Por un momento algún incauto llegó a preguntarse si el presidente presentaría su dimisión ayer mismo, ahogado por la basura corrupta que le rodea en la cúpula del partido socialista que aún le rinde pleitesía en una adhesión que se comprende por lo que todos tienen en juego, lo mismo que sucede con sus socios de gobierno.
Pedro Sánchez compareció por la tarde después de mes y medio sin manifestarse sobre el creciente lodazal, cutre y ramplón, en el que zozobra, ese en el que navegan esposa, hermano, el fiscal general o una periodista fontanera. Lo hizo para decir que desconocía por completo lo que hacía su mano derecha, el fiel escudero Santos Cerdán que fue quien le compró los votos de Puigdemont en Bruselas a cambio de la amnistía.
Condenó al secretario de organización del partido, también diputado, como único responsable del enésimo escándalo, por cobrar comisiones en adjudicaciones de obra pública, de acuerdo con Koldo y Ábalos, si es que la trama no revela más implicados.
En un ejercicio de cinismo pidió perdón a la ciudadanía por no conocer al personaje que tenía al lado, se refirió a sus propias imperfecciones y tuvo el descaro de proclamar que esta situación no supone ninguna crisis de su gobierno.
Cuando se fajaba en los debates con Mariano Rajoy para llegar al poder, Sánchez llegó a llamarle indecente en un cara a cara televisivo. Corría el año 2015 y para entonces, como ha destapado el informe de la Guardia Civil, el mismo Santos Cerdán ya había amañado las urnas para que Pedro fuera elegido secretario general de su partido.

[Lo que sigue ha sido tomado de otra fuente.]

//! Event Synapse - in-process event bus with a plugin registry
//!
//! Plugins declare handler bindings; the registry installs them on a shared
//! [`EventBus`] when a plugin initializes and removes them when it goes away.

#![warn(clippy::all)]
#![allow(clippy::module_name_repetitions)]

pub mod core;
pub mod error;
pub mod plugins;
pub mod runtime;

pub mod prelude {
    //! Commonly used types and traits

    pub use crate::core::{handler, names, scoped_handler, BasePlugin, Event, EventBus};
    pub use crate::core::{BusConfig, EventHandler, HandlerBinding, Payload};
    pub use crate::core::{Plugin, PluginInfo, PluginMetadata, PluginState};
    pub use crate::error::{ContextExt, Result, SynapseError};
    pub use crate::runtime::{AppBuilder, AppConfig, PluginPolicy, PluginRegistry, SynapseApp};
    pub use crate::bail;
    pub use async_trait::async_trait;
}

pub use core::{Event, EventBus, Plugin};
pub use error::{Result, SynapseError};
pub use runtime::{PluginRegistry, SynapseApp};

pub const VERSION: &str = env!("CARGO_PKG_VERSION");
pub const AUTHORS: &str = env!("CARGO_PKG_AUTHORS");

pub fn build_info() -> String {
    format!("Event Synapse {}", VERSION)
}

pub fn runtime_check() -> Result<()> {
    if tokio::runtime::Handle::try_current().is_err() {
        return Err(SynapseError::Other(
            "No Tokio runtime found. Use #[tokio::main]".to_string(),
        ));
    }
    Ok(())
}

#[cfg(test)]
mod tests {
    use super::*;

    #[test]
    fn test_version() {
        assert!(!VERSION.is_empty());
    }

    #[test]
    fn test_build_info() {
        assert!(build_info().starts_with("Event Synapse "));
    }

    #[test]
    fn test_runtime_check_outside_tokio() {
        assert!(runtime_check().is_err());
    }

    #[tokio::test]
    async fn test_prelude_imports() {
        use prelude::*;

        runtime_check().unwrap();
        let bus = std::sync::Arc::new(EventBus::new());
        let registry = PluginRegistry::new(bus);
        assert_eq!(registry.plugin_count(), 0);
    }
}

Transcurrido un decenio, el panorama no puede ser más desolador porque el mismo argumento que le encumbró, la moción de censura por la corrupción del Partido Popular, es el que acabará echándole de la Moncloa. Lo hará tarde porque pretende resistir hasta las próximas elecciones si sus socios no le dejan caer antes, pero entonces el daño que le va a hacer a su partido puede ser irreparable.